I love Chihayafuru (and its mental protagonist, Chihaya). I'd heard that it was good, but it took me ages to get around to it because it's a (mind) sports anime about the impenetrable-to-Westerners card game karuta. Also, it has 75 episodes.
Everyone was right and I was crazy to have waited so long to watch it.
This week, it's the King and Queen Challenger matches. The older generation are taking on the youngsters. Harada's being deliberately abrasive and his contemporaries hate him, as always. Inokuma's in it too, with her children and her worries about whether her time has passed. At the end of the day, though, it's also lots of karuta and all the mind games that go with it. If you've been following this series, you'll be riveted. I swear to you.
- Chou Futsuu Toshi Kashiwa Densetsu R
- Season 1
- Episodes: 10 x 4 minutes
- Keep watching: no
- One-line summary: non-animated "comedy" shorts
There's stuff about twins separated at birth, two characters being villains, etc. but all presented in a silly random way that doesn't suggest there's any reason to care. Also, there's no animation. Character movement is either: (a) their mouths, or (b) static images being moved across the screen like cardboard cut-outs. It probably took about an afternoon to make this episode.
Also, there's a character called Tegatoro Vagina. (They romanise it as "Vageena", but...)

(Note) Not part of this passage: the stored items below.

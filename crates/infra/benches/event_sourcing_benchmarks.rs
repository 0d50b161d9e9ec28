use criterion::{black_box, criterion_group, criterion_main, BenchmarkId, Criterion, Throughput};

use chrono::{DateTime, NaiveDate, TimeZone, Utc};
use rust_decimal::Decimal;
use serde_json::Value as JsonValue;
use std::sync::Arc;

use forgeerp_core::{ProductId, TenantId, UserId, WarehouseId};
use forgeerp_events::{EventEnvelope, InMemoryEventBus};
use forgeerp_infra::command_dispatcher::CommandDispatcher;
use forgeerp_infra::event_store::{EventStore, InMemoryEventStore};
use forgeerp_infra::projections::{ReservationReadModel, ReservationsProjection};
use forgeerp_infra::read_model::InMemoryTenantStore;
use forgeerp_infra::reservations::{
    NewReservation, ReservationService, SequentialNumberGenerator, AGGREGATE_TYPE,
};
use forgeerp_manufacturing::{
    AllocateMaterial, IssueMaterial, ReservationId, ReservationOptions, ReservationType,
};

type Bus = Arc<InMemoryEventBus<EventEnvelope<JsonValue>>>;
type Service = ReservationService<Arc<InMemoryEventStore>, Bus, SequentialNumberGenerator>;

struct Bench {
    service: Service,
    store: Arc<InMemoryEventStore>,
    tenant_id: TenantId,
    user: UserId,
    warehouse: WarehouseId,
}

fn at() -> DateTime<Utc> {
    Utc.with_ymd_and_hms(2026, 3, 2, 9, 0, 0).unwrap()
}

fn required_date() -> NaiveDate {
    NaiveDate::from_ymd_opt(2026, 3, 20).unwrap()
}

fn setup() -> Bench {
    let store = Arc::new(InMemoryEventStore::new());
    let bus: Bus = Arc::new(InMemoryEventBus::new());
    let dispatcher = CommandDispatcher::new(Arc::clone(&store), bus);
    Bench {
        service: ReservationService::new(dispatcher, SequentialNumberGenerator::new("MR", 9)),
        store,
        tenant_id: TenantId::new(),
        user: UserId::new(),
        warehouse: WarehouseId::new(),
    }
}

impl Bench {
    fn create(&self, required: i64) -> ReservationId {
        self.service
            .create(NewReservation {
                tenant_id: self.tenant_id,
                product_id: ProductId::new(),
                unit: "pcs".to_string(),
                required_quantity: Decimal::from(required),
                required_date: required_date(),
                reservation_type: ReservationType::Manual,
                options: ReservationOptions::default(),
                requested_by: self.user,
                occurred_at: at(),
            })
            .unwrap()
            .id_typed()
    }

    fn allocate(&self, reservation_id: ReservationId, quantity: i64) {
        self.service
            .allocate(AllocateMaterial {
                tenant_id: self.tenant_id,
                reservation_id,
                quantity: Decimal::from(quantity),
                warehouse_id: self.warehouse,
                location_id: None,
                lot_number: None,
                serial_number: None,
                stock_id: None,
                allocated_by: self.user,
                occurred_at: at(),
            })
            .unwrap();
    }

    fn issue(&self, reservation_id: ReservationId, quantity: i64) {
        self.service
            .issue(IssueMaterial {
                tenant_id: self.tenant_id,
                reservation_id,
                allocation_id: None,
                quantity: Decimal::from(quantity),
                warehouse_id: self.warehouse,
                stock_movement_id: None,
                lot_number: None,
                serial_number: None,
                issued_by: self.user,
                occurred_at: at(),
            })
            .unwrap();
    }
}

fn bench_command_execution_latency(c: &mut Criterion) {
    let mut group = c.benchmark_group("command_execution_latency");
    group.sample_size(500);

    group.bench_function("create_reservation_fresh", |b| {
        let bench = setup();
        b.iter(|| black_box(bench.create(10)));
    });

    // Every allocation replays the whole stream first.
    for history in [10usize, 100, 500] {
        group.bench_with_input(
            BenchmarkId::new("allocate_with_history", history),
            &history,
            |b, &history| {
                let bench = setup();
                let id = bench.create(1_000_000);
                for _ in 0..history {
                    bench.allocate(id, 1);
                }
                b.iter(|| bench.allocate(black_box(id), 1));
            },
        );
    }

    group.finish();
}

fn bench_projection_rebuild_speed(c: &mut Criterion) {
    let mut group = c.benchmark_group("projection_rebuild_speed");

    for reservations in [10usize, 100, 1000] {
        let bench = setup();
        for _ in 0..reservations {
            let id = bench.create(10);
            bench.allocate(id, 10);
            bench.issue(id, 4);
        }
        let envelopes = bench
            .store
            .load_tenant(bench.tenant_id, AGGREGATE_TYPE)
            .unwrap()
            .iter()
            .map(|e| e.to_envelope())
            .collect::<Vec<_>>();

        group.throughput(Throughput::Elements(envelopes.len() as u64));
        group.bench_with_input(
            BenchmarkId::from_parameter(reservations),
            &envelopes,
            |b, envelopes| {
                let projection = ReservationsProjection::new(
                    InMemoryTenantStore::<ReservationId, ReservationReadModel>::new(),
                );
                b.iter(|| {
                    projection.rebuild_from_scratch(envelopes.iter().cloned()).unwrap();
                    black_box(projection.summary(bench.tenant_id))
                });
            },
        );
    }

    group.finish();
}

criterion_group!(
    benches,
    bench_command_execution_latency,
    bench_projection_rebuild_speed
);
criterion_main!(benches);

- The Chronicles of Rebecca
- Rebecca
- One-off mini-movie
- 24 minutes
- One-line summary: family troubles in 19th century Maine, USA
Once upon a time, there were three sisters: Miranda, Jane and Aurelia. One of them married a man called Randall, who fathered seven children with her, then died and left his family in poverty. Miranda volunteered to take in one of Aurelia's daughters, despite being an obnoxious old bat who still hadn't forgiven her sister for marrying a despicable useless loser scumbag good-for-nothing. (As she openly calls him in front of the young daughter she's adopted, while also saying she hadn't wanted to be sent little Rebecca but instead her better-behaved sister.)
I hated Miranda. Jane's nice, though.
This is a warm, happy story. After Miranda goes too far, Jane will give her a talking to. (Meanwhile, Rebecca will try to run away from home but be talked out of it by the town's cuddly old coachman, Mr Cobb.) If I'd been there, I'd have told Miranda she actually had to deliver the apology verbally... but this will do.
- Condom Battler Gorou
- Season 1
- Episodes: 4 x 57 seconds
- Keep watching: no
- One-line summary: gag comedy
Our heroes wear condoms on their head and shoulders as armour. But you should never wear two condoms at once! It's ripped! Goro wins!

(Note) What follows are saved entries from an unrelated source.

use chrono::{DateTime, NaiveDate, Utc};
use rust_decimal::Decimal;
use serde::{Deserialize, Serialize};
use uuid::Uuid;

use forgeerp_core::{
    find_by_id, Aggregate, AggregateId, AggregateRoot, DomainError, DomainResult, ProductId,
    TenantId, UserId, WarehouseId,
};

use super::commands::{
    AllocateMaterial, ApproveReservation, CancelAllocation, CancelReservation,
    CompleteReservation, CreateReservation, ExpireReservation, IssueMaterial, ReservationCommand,
    ReservationOptions, ReservationReference, ReturnMaterial, ReturnTarget,
    UpdateReservationDetails,
};
use super::events::{
    AllocationCancelled, MaterialAllocated, MaterialIssued, MaterialReturned,
    ReservationApproved, ReservationCancelled, ReservationCompleted, ReservationCreated,
    ReservationDetailsUpdated, ReservationEvent, ReservationExpired,
};
use crate::allocation::{Allocation, AllocationCancellation, AllocationId};
use crate::issue::{Issue, IssueId};
use crate::ledger::QuantityLedger;
use crate::status::{ReservationPriority, ReservationStatus, ReservationType};

/// Material reservation identifier (tenant-scoped via `tenant_id` fields in events/commands).
#[derive(Debug, Copy, Clone, PartialEq, Eq, PartialOrd, Ord, Hash, Serialize, Deserialize)]
#[serde(transparent)]
pub struct ReservationId(pub AggregateId);

impl ReservationId {
    pub fn new(id: AggregateId) -> Self {
        Self(id)
    }
}

impl core::fmt::Display for ReservationId {
    fn fmt(&self, f: &mut core::fmt::Formatter<'_>) -> core::fmt::Result {
        core::fmt::Display::fmt(&self.0, f)
    }
}

#[derive(Debug, Clone, PartialEq, Eq, Serialize, Deserialize)]
pub struct Approval {
    pub approved_by: UserId,
    pub approved_date: DateTime<Utc>,
}

/// How a reservation left the quantity-driven lifecycle. Absorbing.
#[derive(Debug, Clone, PartialEq, Eq, Serialize, Deserialize)]
pub enum Closure {
    Completed {
        completed_by: UserId,
        completed_at: DateTime<Utc>,
    },
    Cancelled {
        reason: String,
        cancelled_by: UserId,
        cancelled_at: DateTime<Utc>,
    },
    Expired {
        expired_at: DateTime<Utc>,
    },
}

impl Closure {
    pub fn status(&self) -> ReservationStatus {
        match self {
            Closure::Completed { .. } => ReservationStatus::Completed,
            Closure::Cancelled { .. } => ReservationStatus::Cancelled,
            Closure::Expired { .. } => ReservationStatus::Expired,
        }
    }
}

/// Aggregate root: material Reservation.
///
/// Owns its allocations and issues. They change only through `apply`, and
/// callers only ever receive shared slices of them. Status is never stored: it
/// is the closure (if any) or [`ReservationStatus::derive`] over the ledger.
#[derive(Debug, Clone, PartialEq, Eq)]
pub struct Reservation {
    id: ReservationId,
    tenant_id: Option<TenantId>,
    reservation_number: String,
    product_id: ProductId,
    unit: String,
    reservation_type: ReservationType,
    options: ReservationOptions,
    required_date: NaiveDate,
    requested_date: Option<DateTime<Utc>>,
    requested_by: Option<UserId>,
    allocation_date: Option<DateTime<Utc>>,
    approval: Option<Approval>,
    ledger: QuantityLedger,
    allocations: Vec<Allocation>,
    issues: Vec<Issue>,
    closure: Option<Closure>,
    version: u64,
    created: bool,
}
//! Append-only event store boundary.
//!
//! Stores and loads tenant-scoped event streams without making any storage
//! assumptions. Reservations are one stream per `(tenant_id, reservation_id)`.

pub mod in_memory;
pub mod r#trait;

pub use in_memory::InMemoryEventStore;
pub use r#trait::{EventStore, EventStoreError, StoredEvent, UncommittedEvent};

I was amused, but not enough to go hunting down the other episodes.
- Crayon Shin-chan
- 1000+ episodes
- Keep watching: no
- One-line summary: children's cartoon
All the characters are drawn as if by a drunken four-year-old. Shin-chan is young enough to wet the bed and get Japanese words and phrases muddled up all the time. He's rude. I wasn't wild about his silly conversation with his mother, but his kindergarten sleepover is funny. The adults are worse than the children. The teachers have bets with each other about whose class will have more homesick, crying children, while the headmaster tells the children a late-night horror story. (They like it and want another one. He goes to sleep on the floor among them.)

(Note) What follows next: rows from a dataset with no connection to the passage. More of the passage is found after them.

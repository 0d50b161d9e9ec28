//! Reservation application layer: numbering, the service and conflict retry.

pub mod numbering;
pub mod retry;
pub mod service;

pub use numbering::{NumberingError, ReservationNumberGenerator, SequentialNumberGenerator};
pub use retry::{retry_on_conflict, RetryPolicy, Retryable};
pub use service::{
    AllocationOutcome, IssueOutcome, NewReservation, ReservationService, ReservationServiceError,
};

/// Aggregate type of reservation streams in the event store.
pub const AGGREGATE_TYPE: &str = "manufacturing.reservation";
use serde::{Deserialize, Serialize};
use uuid::Uuid;

use forgeerp_core::{AggregateId, TenantId};

/// Envelope for a committed event, carrying tenant + stream metadata.
///
/// - `tenant_id` scopes every consumer (read models never mix tenants).
/// - `sequence_number` increases monotonically per `(tenant_id, aggregate_id)` stream.
/// - `event_type` lets consumers skip payloads they do not understand without
///   deserializing them.
#[derive(Debug, Clone, PartialEq, Eq, Serialize, Deserialize)]
pub struct EventEnvelope<E> {
    event_id: Uuid,
    tenant_id: TenantId,

    aggregate_id: AggregateId,
    aggregate_type: String,
    event_type: String,

    sequence_number: u64,

    payload: E,
}

impl<E> EventEnvelope<E> {
    pub fn new(
        event_id: Uuid,
        tenant_id: TenantId,
        aggregate_id: AggregateId,
        aggregate_type: impl Into<String>,
        event_type: impl Into<String>,
        sequence_number: u64,
        payload: E,
    ) -> Self {
        Self {
            event_id,
            tenant_id,
            aggregate_id,
            aggregate_type: aggregate_type.into(),
            event_type: event_type.into(),
            sequence_number,
            payload,
        }
    }

    pub fn event_id(&self) -> Uuid {
        self.event_id
    }

    pub fn tenant_id(&self) -> TenantId {
        self.tenant_id
    }

    pub fn aggregate_id(&self) -> AggregateId {
        self.aggregate_id
    }

    pub fn aggregate_type(&self) -> &str {
        &self.aggregate_type
    }

    pub fn event_type(&self) -> &str {
        &self.event_type
    }

    pub fn sequence_number(&self) -> u64 {
        self.sequence_number
    }

    pub fn payload(&self) -> &E {
        &self.payload
    }
}
//! Domain events and the envelope/bus mechanics used to distribute them.

pub mod bus;
pub mod envelope;
pub mod event;
pub mod in_memory_bus;
pub mod tenant;

pub use bus::{EventBus, Subscription};
pub use envelope::EventEnvelope;
pub use event::Event;
pub use in_memory_bus::{InMemoryBusError, InMemoryEventBus};
pub use tenant::TenantScoped;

"Have you ever peed in the bath before?" asks Shin-chan, in the public bath. His classmates react with immediate suspicion and fear.
This is a mega-franchise, with over a thousand anime episodes and a manga that's been running since 1990. I like it. We have some DVDs of it at home for the children to watch. It's irredeemably vulgar, but that's the point. I've no idea when the episode I watched was made, though, since I just watched a random one on YouTube.